### PROBLEM
Each entry shown below is to be reproduced exactly.

*** Opening of DATASET CONTENT ***

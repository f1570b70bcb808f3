use actix_web::{web, HttpResponse};
use shared_types::{CreateDealRequest, UpdateDealRequest};
use std::sync::Arc;
use tracing::{debug, info};

use crate::database::deals as deals_db;
use crate::database::Database;
use crate::error::{parse_id, ApiError};

pub async fn list_deals(db: web::Data<Arc<Database>>) -> Result<HttpResponse, ApiError> {
    let deals = deals_db::list_deals(db.async_connection.clone())
        .await
        .map_err(|e| ApiError::store("Error fetching deals", e))?;

    debug!("Fetched {} deals", deals.len());

    Ok(HttpResponse::Ok().json(deals))
}

pub async fn get_deal(
    db: web::Data<Arc<Database>>,
    path: web::Path<String>,
) -> Result<HttpResponse, ApiError> {
    let deal_id = parse_id(&path, "deal")?;

    let deal = deals_db::get_deal(db.async_connection.clone(), deal_id)
        .await
        .map_err(|e| ApiError::store_with_details("Error fetching deal", e))?;

    Ok(HttpResponse::Ok().json(deal))
}

pub async fn create_deal(
    db: web::Data<Arc<Database>>,
    request: web::Json<CreateDealRequest>,
) -> Result<HttpResponse, ApiError> {
    let req = request.into_inner();

    if req.name.trim().is_empty() {
        return Err(ApiError::bad_request("Name cannot be empty"));
    }

    let deal_id = deals_db::insert_deal(db.async_connection.clone(), &req)
        .await
        .map_err(|e| ApiError::store("Error creating deal", e))?;

    let deal = deals_db::get_deal(db.async_connection.clone(), deal_id)
        .await
        .map_err(|e| ApiError::store("Error creating deal", e))?;

    info!("Created deal {} at stage {}", deal.id, deal.stage);

    Ok(HttpResponse::Ok().json(deal))
}

pub async fn update_deal(
    db: web::Data<Arc<Database>>,
    path: web::Path<String>,
    request: web::Json<UpdateDealRequest>,
) -> Result<HttpResponse, ApiError> {
    let deal_id = parse_id(&path, "deal")?;
    let req = request.into_inner();

    debug!("Received deal update payload: {:?}", req);

    let mut deal = deals_db::get_deal(db.async_connection.clone(), deal_id)
        .await
        .map_err(|e| ApiError::store_with_details("Error updating deal", e))?;

    req.apply_to(&mut deal);

    if deal.name.trim().is_empty() {
        return Err(ApiError::bad_request("Name cannot be empty"));
    }

    deals_db::update_deal(db.async_connection.clone(), deal_id, &deal)
        .await
        .map_err(|e| ApiError::store_with_details("Error updating deal", e))?;

    let updated = deals_db::get_deal(db.async_connection.clone(), deal_id)
        .await
        .map_err(|e| ApiError::store_with_details("Error updating deal", e))?;

    info!("Updated deal {}", deal_id);

    Ok(HttpResponse::Ok().json(updated))
}

pub async fn delete_deal(
    db: web::Data<Arc<Database>>,
    path: web::Path<String>,
) -> Result<HttpResponse, ApiError> {
    let deal_id = parse_id(&path, "deal")?;

    let deal = deals_db::get_deal(db.async_connection.clone(), deal_id)
        .await
        .map_err(|e| ApiError::store_with_details("Error deleting deal", e))?;

    deals_db::delete_deal(db.async_connection.clone(), deal_id)
        .await
        .map_err(|e| ApiError::store_with_details("Error deleting deal", e))?;

    info!("Deleted deal {}", deal_id);

    Ok(HttpResponse::Ok().json(deal))
}
use reqwest::StatusCode;

#[derive(Debug, thiserror::Error)]
pub enum ClientError {
    /// The server answered with a non-success status
    #[error("{status}: {}", .message.as_deref().unwrap_or("request failed"))]
    Http {
        status: StatusCode,
        message: Option<String>,
    },
    #[error("request failed: {0}")]
    Transport(#[from] reqwest::Error),
    #[error("unexpected response: {0}")]
    Decode(String),
    /// Rejected locally, nothing was sent
    #[error("{0}")]
    Invalid(String),
}

impl ClientError {
    /// What to show the user: the server's own error text when it sent one,
    /// `fallback` otherwise.
    pub fn user_message(&self, fallback: &str) -> String {
        match self {
            ClientError::Http {
                message: Some(message),
                ..
            } => message.clone(),
            ClientError::Invalid(message) => message.clone(),
            _ => fallback.to_string(),
        }
    }
}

*** Close of DATASET CONTENT ***

### EXERCISE RESPONSE
repository f1570b70bcb808f3
use actix_web::{web, HttpResponse};
use shared_types::{CreateDealRequest, UpdateDealRequest};
use std::sync::Arc;
use tracing::{debug, info};

use crate::database::deals as deals_db;
use crate::database::Database;
use crate::error::{parse_id, ApiError};

pub async fn list_deals(db: web::Data<Arc<Database>>) -> Result<HttpResponse, ApiError> {
    let deals = deals_db::list_deals(db.async_connection.clone())
        .await
        .map_err(|e| ApiError::store("Error fetching deals", e))?;

    debug!("Fetched {} deals", deals.len());

    Ok(HttpResponse::Ok().json(deals))
}

pub async fn get_deal(
    db: web::Data<Arc<Database>>,
    path: web::Path<String>,
) -> Result<HttpResponse, ApiError> {
    let deal_id = parse_id(&path, "deal")?;

    let deal = deals_db::get_deal(db.async_connection.clone(), deal_id)
        .await
        .map_err(|e| ApiError::store_with_details("Error fetching deal", e))?;

    Ok(HttpResponse::Ok().json(deal))
}

pub async fn create_deal(
    db: web::Data<Arc<Database>>,
    request: web::Json<CreateDealRequest>,
) -> Result<HttpResponse, ApiError> {
    let req = request.into_inner();

    if req.name.trim().is_empty() {
        return Err(ApiError::bad_request("Name cannot be empty"));
    }

    let deal_id = deals_db::insert_deal(db.async_connection.clone(), &req)
        .await
        .map_err(|e| ApiError::store("Error creating deal", e))?;

    let deal = deals_db::get_deal(db.async_connection.clone(), deal_id)
        .await
        .map_err(|e| ApiError::store("Error creating deal", e))?;

    info!("Created deal {} at stage {}", deal.id, deal.stage);

    Ok(HttpResponse::Ok().json(deal))
}

pub async fn update_deal(
    db: web::Data<Arc<Database>>,
    path: web::Path<String>,
    request: web::Json<UpdateDealRequest>,
) -> Result<HttpResponse, ApiError> {
    let deal_id = parse_id(&path, "deal")?;
    let req = request.into_inner();

    debug!("Received deal update payload: {:?}", req);

    let mut deal = deals_db::get_deal(db.async_connection.clone(), deal_id)
        .await
        .map_err(|e| ApiError::store_with_details("Error updating deal", e))?;

    req.apply_to(&mut deal);

    if deal.name.trim().is_empty() {
        return Err(ApiError::bad_request("Name cannot be empty"));
    }

    deals_db::update_deal(db.async_connection.clone(), deal_id, &deal)
        .await
        .map_err(|e| ApiError::store_with_details("Error updating deal", e))?;

    let updated = deals_db::get_deal(db.async_connection.clone(), deal_id)
        .await
        .map_err(|e| ApiError::store_with_details("Error updating deal", e))?;

    info!("Updated deal {}", deal_id);

    Ok(HttpResponse::Ok().json(updated))
}

pub async fn delete_deal(
    db: web::Data<Arc<Database>>,
    path: web::Path<String>,
) -> Result<HttpResponse, ApiError> {
    let deal_id = parse_id(&path, "deal")?;

    let deal = deals_db::get_deal(db.async_connection.clone(), deal_id)
        .await
        .map_err(|e| ApiError::store_with_details("Error deleting deal", e))?;

    deals_db::delete_deal(db.async_connection.clone(), deal_id)
        .await
        .map_err(|e| ApiError::store_with_details("Error deleting deal", e))?;

    info!("Deleted deal {}", deal_id);

    Ok(HttpResponse::Ok().json(deal))
}
use reqwest::StatusCode;

#[derive(Debug, thiserror::Error)]
pub enum ClientError {
    /// The server answered with a non-success status
    #[error("{status}: {}", .message.as_deref().unwrap_or("request failed"))]
    Http {
        status: StatusCode,
        message: Option<String>,
    },
    #[error("request failed: {0}")]
    Transport(#[from] reqwest::Error),
    #[error("unexpected response: {0}")]
    Decode(String),
    /// Rejected locally, nothing was sent
    #[error("{0}")]
    Invalid(String),
}

impl ClientError {
    /// What to show the user: the server's own error text when it sent one,
    /// `fallback` otherwise.
    pub fn user_message(&self, fallback: &str) -> String {
        match self {
            ClientError::Http {
                message: Some(message),
                ..
            } => message.clone(),
            ClientError::Invalid(message) => message.clone(),
            _ => fallback.to_string(),
        }
    }
}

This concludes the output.